TASK: Nothing in the data is to be left out; copy it exactly.

Start of INPUT RECORDS

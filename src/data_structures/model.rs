//! Meshes, materials and the draw helpers that bind them.

use std::{ops::Range, sync::Arc};

use wgpu::util::DeviceExt;

use crate::data_structures::texture::Texture;

pub trait Vertex {
    fn desc() -> wgpu::VertexBufferLayout<'static>;
}

#[repr(C)]
#[derive(Copy, Clone, Debug, Default, PartialEq, bytemuck::Pod, bytemuck::Zeroable)]
pub struct ModelVertex {
    pub position: [f32; 3],
    pub tex_coords: [f32; 2],
    pub normal: [f32; 3],
}

impl Vertex for ModelVertex {
    fn desc() -> wgpu::VertexBufferLayout<'static> {
        use std::mem;
        wgpu::VertexBufferLayout {
            array_stride: mem::size_of::<ModelVertex>() as wgpu::BufferAddress,
            step_mode: wgpu::VertexStepMode::Vertex,
            attributes: &[
                wgpu::VertexAttribute {
                    offset: 0,
                    shader_location: 0,
                    format: wgpu::VertexFormat::Float32x3,
                },
                wgpu::VertexAttribute {
                    offset: mem::size_of::<[f32; 3]>() as wgpu::BufferAddress,
                    shader_location: 1,
                    format: wgpu::VertexFormat::Float32x2,
                },
                wgpu::VertexAttribute {
                    offset: mem::size_of::<[f32; 5]>() as wgpu::BufferAddress,
                    shader_location: 2,
                    format: wgpu::VertexFormat::Float32x3,
                },
            ],
        }
    }
}

/// Per-material constants read by the fragment shader.
#[repr(C)]
#[derive(Copy, Clone, Debug, bytemuck::Pod, bytemuck::Zeroable)]
pub struct MaterialUniform {
    /// Linear RGBA multiplied with the base colour texture.
    pub base_colour: [f32; 4],
}

#[derive(Clone, Debug)]
pub struct Material {
    #[allow(unused)]
    pub name: String,
    #[allow(unused)]
    pub diffuse_texture: Texture,
    pub bind_group: wgpu::BindGroup,
}

impl Material {
    pub fn new(
        device: &wgpu::Device,
        name: &str,
        diffuse_texture: Texture,
        base_colour: [f32; 4],
        layout: &wgpu::BindGroupLayout,
    ) -> Self {
        let uniform = device.create_buffer_init(&wgpu::util::BufferInitDescriptor {
            label: Some(&format!("{} material uniform", name)),
            contents: bytemuck::cast_slice(&[MaterialUniform { base_colour }]),
            usage: wgpu::BufferUsages::UNIFORM,
        });
        let sampler = diffuse_texture
            .sampler
            .clone()
            .unwrap_or_else(|| crate::data_structures::texture::create_default_sampler(device));
        let bind_group = device.create_bind_group(&wgpu::BindGroupDescriptor {
            layout,
            entries: &[
                wgpu::BindGroupEntry {
                    binding: 0,
                    resource: wgpu::BindingResource::TextureView(&diffuse_texture.view),
                },
                wgpu::BindGroupEntry {
                    binding: 1,
                    resource: wgpu::BindingResource::Sampler(&sampler),
                },
                wgpu::BindGroupEntry {
                    binding: 2,
                    resource: uniform.as_entire_binding(),
                },
            ],
            label: Some(name),
        });

        Self {
            name: name.to_string(),
            diffuse_texture,
            bind_group,
        }
    }
}

#[derive(Clone, Debug)]
pub struct Mesh {
    pub name: String,
    pub vertex_buffer: wgpu::Buffer,
    pub index_buffer: wgpu::Buffer,
    pub num_elements: u32,
    pub material: usize,
}

impl Mesh {
    pub fn new(
        device: &wgpu::Device,
        name: &str,
        vertices: &[ModelVertex],
        indices: &[u32],
        material: usize,
    ) -> Self {
        let vertex_buffer = device.create_buffer_init(&wgpu::util::BufferInitDescriptor {
            label: Some(&format!("{:?} Vertex Buffer", name)),
            contents: bytemuck::cast_slice(vertices),
            usage: wgpu::BufferUsages::VERTEX,
        });
        let index_buffer = device.create_buffer_init(&wgpu::util::BufferInitDescriptor {
            label: Some(&format!("{:?} Index Buffer", name)),
            contents: bytemuck::cast_slice(indices),
            usage: wgpu::BufferUsages::INDEX,
        });
        Self {
            name: name.to_string(),
            vertex_buffer,
            index_buffer,
            num_elements: indices.len() as u32,
            material,
        }
    }
}

/// Meshes share their materials with every other node of the same asset.
#[derive(Clone, Debug)]
pub struct Model {
    pub meshes: Vec<Mesh>,
    pub materials: Arc<[Material]>,
}

pub trait DrawModel<'a> {
    fn draw_mesh_instanced(
        &mut self,
        mesh: &'a Mesh,
        material: &'a Material,
        instances: Range<u32>,
        camera_bind_group: &'a wgpu::BindGroup,
        light_bind_group: &'a wgpu::BindGroup,
        shadow_bind_group: &'a wgpu::BindGroup,
    );

    fn draw_model_instanced(
        &mut self,
        model: &'a Model,
        instances: Range<u32>,
        camera_bind_group: &'a wgpu::BindGroup,
        light_bind_group: &'a wgpu::BindGroup,
        shadow_bind_group: &'a wgpu::BindGroup,
    );
}

impl<'a, 'b> DrawModel<'b> for wgpu::RenderPass<'a>
where
    'b: 'a,
{
    fn draw_mesh_instanced(
        &mut self,
        mesh: &'b Mesh,
        material: &'b Material,
        instances: Range<u32>,
        camera_bind_group: &'b wgpu::BindGroup,
        light_bind_group: &'b wgpu::BindGroup,
        shadow_bind_group: &'b wgpu::BindGroup,
    ) {
        self.set_vertex_buffer(0, mesh.vertex_buffer.slice(..));
        self.set_index_buffer(mesh.index_buffer.slice(..), wgpu::IndexFormat::Uint32);
        self.set_bind_group(0, &material.bind_group, &[]);
        self.set_bind_group(1, camera_bind_group, &[]);
        self.set_bind_group(2, light_bind_group, &[]);
        self.set_bind_group(3, shadow_bind_group, &[]);
        self.draw_indexed(0..mesh.num_elements, 0, instances);
    }

    fn draw_model_instanced(
        &mut self,
        model: &'b Model,
        instances: Range<u32>,
        camera_bind_group: &'b wgpu::BindGroup,
        light_bind_group: &'b wgpu::BindGroup,
        shadow_bind_group: &'b wgpu::BindGroup,
    ) {
        for mesh in &model.meshes {
            let Some(material) = model.materials.get(mesh.material) else {
                log::warn!("Mesh {} references missing material {}", mesh.name, mesh.material);
                continue;
            };
            self.draw_mesh_instanced(
                mesh,
                material,
                instances.clone(),
                camera_bind_group,
                light_bind_group,
                shadow_bind_group,
            );
        }
    }
}

/// Depth-only drawing from the light's point of view.
pub trait DrawShadow<'a> {
    fn draw_model_depth(
        &mut self,
        model: &'a Model,
        instances: Range<u32>,
        light_bind_group: &'a wgpu::BindGroup,
    );
}

impl<'a, 'b> DrawShadow<'b> for wgpu::RenderPass<'a>
where
    'b: 'a,
{
    fn draw_model_depth(
        &mut self,
        model: &'b Model,
        instances: Range<u32>,
        light_bind_group: &'b wgpu::BindGroup,
    ) {
        self.set_bind_group(0, light_bind_group, &[]);
        for mesh in &model.meshes {
            self.set_vertex_buffer(0, mesh.vertex_buffer.slice(..));
            self.set_index_buffer(mesh.index_buffer.slice(..), wgpu::IndexFormat::Uint32);
            self.draw_indexed(0..mesh.num_elements, 0, instances.clone());
        }
    }
}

End of INPUT RECORDS

EXPECTED ANSWER:
filename src/data_structures/model.rs
//! Meshes, materials and the draw helpers that bind them.

use std::{ops::Range, sync::Arc};

use wgpu::util::DeviceExt;

use crate::data_structures::texture::Texture;

pub trait Vertex {
    fn desc() -> wgpu::VertexBufferLayout<'static>;
}

#[repr(C)]
#[derive(Copy, Clone, Debug, Default, PartialEq, bytemuck::Pod, bytemuck::Zeroable)]
pub struct ModelVertex {
    pub position: [f32; 3],
    pub tex_coords: [f32; 2],
    pub normal: [f32; 3],
}

impl Vertex for ModelVertex {
    fn desc() -> wgpu::VertexBufferLayout<'static> {
        use std::mem;
        wgpu::VertexBufferLayout {
            array_stride: mem::size_of::<ModelVertex>() as wgpu::BufferAddress,
            step_mode: wgpu::VertexStepMode::Vertex,
            attributes: &[
                wgpu::VertexAttribute {
                    offset: 0,
                    shader_location: 0,
                    format: wgpu::VertexFormat::Float32x3,
                },
                wgpu::VertexAttribute {
                    offset: mem::size_of::<[f32; 3]>() as wgpu::BufferAddress,
                    shader_location: 1,
                    format: wgpu::VertexFormat::Float32x2,
                },
                wgpu::VertexAttribute {
                    offset: mem::size_of::<[f32; 5]>() as wgpu::BufferAddress,
                    shader_location: 2,
                    format: wgpu::VertexFormat::Float32x3,
                },
            ],
        }
    }
}

/// Per-material constants read by the fragment shader.
#[repr(C)]
#[derive(Copy, Clone, Debug, bytemuck::Pod, bytemuck::Zeroable)]
pub struct MaterialUniform {
    /// Linear RGBA multiplied with the base colour texture.
    pub base_colour: [f32; 4],
}

#[derive(Clone, Debug)]
pub struct Material {
    #[allow(unused)]
    pub name: String,
    #[allow(unused)]
    pub diffuse_texture: Texture,
    pub bind_group: wgpu::BindGroup,
}

impl Material {
    pub fn new(
        device: &wgpu::Device,
        name: &str,
        diffuse_texture: Texture,
        base_colour: [f32; 4],
        layout: &wgpu::BindGroupLayout,
    ) -> Self {
        let uniform = device.create_buffer_init(&wgpu::util::BufferInitDescriptor {
            label: Some(&format!("{} material uniform", name)),
            contents: bytemuck::cast_slice(&[MaterialUniform { base_colour }]),
            usage: wgpu::BufferUsages::UNIFORM,
        });
        let sampler = diffuse_texture
            .sampler
            .clone()
            .unwrap_or_else(|| crate::data_structures::texture::create_default_sampler(device));
        let bind_group = device.create_bind_group(&wgpu::BindGroupDescriptor {
            layout,
            entries: &[
                wgpu::BindGroupEntry {
                    binding: 0,
                    resource: wgpu::BindingResource::TextureView(&diffuse_texture.view),
                },
                wgpu::BindGroupEntry {
                    binding: 1,
                    resource: wgpu::BindingResource::Sampler(&sampler),
                },
                wgpu::BindGroupEntry {
                    binding: 2,
                    resource: uniform.as_entire_binding(),
                },
            ],
            label: Some(name),
        });

        Self {
            name: name.to_string(),
            diffuse_texture,
            bind_group,
        }
    }
}

#[derive(Clone, Debug)]
pub struct Mesh {
    pub name: String,
    pub vertex_buffer: wgpu::Buffer,
    pub index_buffer: wgpu::Buffer,
    pub num_elements: u32,
    pub material: usize,
}

impl Mesh {
    pub fn new(
        device: &wgpu::Device,
        name: &str,
        vertices: &[ModelVertex],
        indices: &[u32],
        material: usize,
    ) -> Self {
        let vertex_buffer = device.create_buffer_init(&wgpu::util::BufferInitDescriptor {
            label: Some(&format!("{:?} Vertex Buffer", name)),
            contents: bytemuck::cast_slice(vertices),
            usage: wgpu::BufferUsages::VERTEX,
        });
        let index_buffer = device.create_buffer_init(&wgpu::util::BufferInitDescriptor {
            label: Some(&format!("{:?} Index Buffer", name)),
            contents: bytemuck::cast_slice(indices),
            usage: wgpu::BufferUsages::INDEX,
        });
        Self {
            name: name.to_string(),
            vertex_buffer,
            index_buffer,
            num_elements: indices.len() as u32,
            material,
        }
    }
}

/// Meshes share their materials with every other node of the same asset.
#[derive(Clone, Debug)]
pub struct Model {
    pub meshes: Vec<Mesh>,
    pub materials: Arc<[Material]>,
}

pub trait DrawModel<'a> {
    fn draw_mesh_instanced(
        &mut self,
        mesh: &'a Mesh,
        material: &'a Material,
        instances: Range<u32>,
        camera_bind_group: &'a wgpu::BindGroup,
        light_bind_group: &'a wgpu::BindGroup,
        shadow_bind_group: &'a wgpu::BindGroup,
    );

    fn draw_model_instanced(
        &mut self,
        model: &'a Model,
        instances: Range<u32>,
        camera_bind_group: &'a wgpu::BindGroup,
        light_bind_group: &'a wgpu::BindGroup,
        shadow_bind_group: &'a wgpu::BindGroup,
    );
}

impl<'a, 'b> DrawModel<'b> for wgpu::RenderPass<'a>
where
    'b: 'a,
{
    fn draw_mesh_instanced(
        &mut self,
        mesh: &'b Mesh,
        material: &'b Material,
        instances: Range<u32>,
        camera_bind_group: &'b wgpu::BindGroup,
        light_bind_group: &'b wgpu::BindGroup,
        shadow_bind_group: &'b wgpu::BindGroup,
    ) {
        self.set_vertex_buffer(0, mesh.vertex_buffer.slice(..));
        self.set_index_buffer(mesh.index_buffer.slice(..), wgpu::IndexFormat::Uint32);
        self.set_bind_group(0, &material.bind_group, &[]);
        self.set_bind_group(1, camera_bind_group, &[]);
        self.set_bind_group(2, light_bind_group, &[]);
        self.set_bind_group(3, shadow_bind_group, &[]);
        self.draw_indexed(0..mesh.num_elements, 0, instances);
    }

    fn draw_model_instanced(
        &mut self,
        model: &'b Model,
        instances: Range<u32>,
        camera_bind_group: &'b wgpu::BindGroup,
        light_bind_group: &'b wgpu::BindGroup,
        shadow_bind_group: &'b wgpu::BindGroup,
    ) {
        for mesh in &model.meshes {
            let Some(material) = model.materials.get(mesh.material) else {
                log::warn!("Mesh {} references missing material {}", mesh.name, mesh.material);
                continue;
            };
            self.draw_mesh_instanced(
                mesh,
                material,
                instances.clone(),
                camera_bind_group,
                light_bind_group,
                shadow_bind_group,
            );
        }
    }
}

/// Depth-only drawing from the light's point of view.
pub trait DrawShadow<'a> {
    fn draw_model_depth(
        &mut self,
        model: &'a Model,
        instances: Range<u32>,
        light_bind_group: &'a wgpu::BindGroup,
    );
}

impl<'a, 'b> DrawShadow<'b> for wgpu::RenderPass<'a>
where
    'b: 'a,
{
    fn draw_model_depth(
        &mut self,
        model: &'b Model,
        instances: Range<u32>,
        light_bind_group: &'b wgpu::BindGroup,
    ) {
        self.set_bind_group(0, light_bind_group, &[]);
        for mesh in &model.meshes {
            self.set_vertex_buffer(0, mesh.vertex_buffer.slice(..));
            self.set_index_buffer(mesh.index_buffer.slice(..), wgpu::IndexFormat::Uint32);
            self.draw_indexed(0..mesh.num_elements, 0, instances.clone());
        }
    }
}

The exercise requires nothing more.